So what happens if we get sick in space? Techniques for conducting physical examinations in microgravity have been studied.4 These experiments have been done during parabolic flights, space shuttle missions, and longer sojourns at the ISS. During these trips, some gravity is still present because most happen close to earth (micro- or partial gravity environment).5 For example, in the ISS, gravity is about 88% of that felt at ground level here on earth (astronauts seem to be floating due to the fact that they are traveling at about 17,500 miles per hour). In 1 study, physician-astronauts were asked to evaluate the effects of microgravity on the cardiovascular, musculoskeletal, and neurosensory systems. The evaluation of the latter included only reflexes (which were brisker in space). Head and neck radiologists may be interested in the fact that facial and nasal mucosal swelling are common during space travel (due to fluid redistribution).* The normal flexed position the human body assumes in space may have effects on the spine, and we know that astronauts are taller when they come back from their missions. When arriving back from Mars, it is estimated that bones will have lost nearly 60% of their attenuation (it takes nearly 1 year to recover bone attenuation lost during 1 month in space), so astronauts will be at increased risk for vertebral fractures. Some think that complete bone mass recovery after prolonged space trips is not possible.
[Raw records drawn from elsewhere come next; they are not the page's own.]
//! Sliding-window flap detection.

use chrono::{DateTime, Utc};
use std::time::Duration;

use crate::db::FlapState;

#[derive(Debug, Clone, Copy)]
pub struct FlapDetector {
    window: Duration,
    threshold: usize,
}

impl FlapDetector {
    pub fn new(window: Duration, threshold: usize) -> Self {
        Self { window, threshold }
    }

    pub fn window(&self) -> Duration {
        self.window
    }

    /// Record one poll. Returns the number of transitions in the window when
    /// a flapping event should fire; at most once until the window empties.
    pub fn observe(&self, state: &mut FlapState, transitioned: bool, now: DateTime<Utc>) -> Option<usize> {
        let window_ms = self.window.as_millis().min(i64::MAX as u128) as i64;
        state
            .recent_transitions
            .retain(|t| now.signed_duration_since(*t).num_milliseconds() <= window_ms);

        if transitioned {
            state.recent_transitions.push(now);
        }

        if state.recent_transitions.is_empty() {
            state.alerted = false;
            return None;
        }

        let count = state.recent_transitions.len();
        if count > self.threshold && !state.alerted {
            state.alerted = true;
            return Some(count);
        }

        None
    }
}

#[cfg(test)]
mod tests {
    use super::*;
    use chrono::{Duration as ChronoDuration, TimeZone};

    fn t0() -> DateTime<Utc> {
        Utc.with_ymd_and_hms(2024, 5, 1, 12, 0, 0).unwrap()
    }

    #[test]
    fn test_fires_once_when_threshold_exceeded() {
        let detector = FlapDetector::new(Duration::from_secs(300), 3);
        let mut state = FlapState::default();

        let fired: Vec<Option<usize>> = (0..6)
            .map(|i| detector.observe(&mut state, true, t0() + ChronoDuration::seconds(i * 10)))
            .collect();

        assert_eq!(fired, vec![None, None, None, Some(4), None, None]);
        assert!(state.alerted);
    }

    #[test]
    fn test_old_transitions_leave_the_window() {
        let detector = FlapDetector::new(Duration::from_secs(60), 2);
        let mut state = FlapState::default();

        detector.observe(&mut state, true, t0());
        detector.observe(&mut state, true, t0() + ChronoDuration::seconds(10));
        assert_eq!(state.recent_transitions.len(), 2);

        // Two minutes later the earlier transitions have aged out.
        assert_eq!(detector.observe(&mut state, true, t0() + ChronoDuration::seconds(130)), None);
        assert_eq!(state.recent_transitions.len(), 1);
    }

    #[test]
    fn test_flag_resets_only_when_window_is_empty() {
        let detector = FlapDetector::new(Duration::from_secs(60), 1);
        let mut state = FlapState::default();

        detector.observe(&mut state, true, t0());
        assert_eq!(detector.observe(&mut state, true, t0() + ChronoDuration::seconds(5)), Some(2));

        // Still inside the window: stays flagged.
        detector.observe(&mut state, false, t0() + ChronoDuration::seconds(30));
        assert!(state.alerted);

        detector.observe(&mut state, false, t0() + ChronoDuration::seconds(120));
        assert!(!state.alerted);
        assert!(state.recent_transitions.is_empty());

        detector.observe(&mut state, true, t0() + ChronoDuration::seconds(130));
        assert_eq!(detector.observe(&mut state, true, t0() + ChronoDuration::seconds(131)), Some(2));
    }
}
Decompression sickness is not uncommon in space and, as we all know, it may affect the brain. Inside a space suit, “atmospheric air” is purged of all nitrogen and replaced completely by oxygen. The pressure inside the suit is about one-third of normal to allow easier breathing and motion. Before an astronaut dons the suit, he or she must go through decompression to eliminate circulating nitrogen, and this is also done when coming out of it. During depressurization, air expands and may result in ear and sinus pain, decreased hearing, and mandible and tooth pain. The inner ear is affected mostly during the first 2 days of a space trip and triggers loss of balance and dizziness. Dizziness and fainting also are caused by orthostatic intolerance. An astronaut's blood volume is reduced by 22%, affecting cerebral blood flow. Sleep disturbances are very common; most space travelers get only about 2 hours of sleep and, to get any, they must take strong sedatives. Alertness is reduced and performance errors are more common, which is typical if you are sleep-deprived. Feelings of isolation, depression, and other emotional disturbances are also typical.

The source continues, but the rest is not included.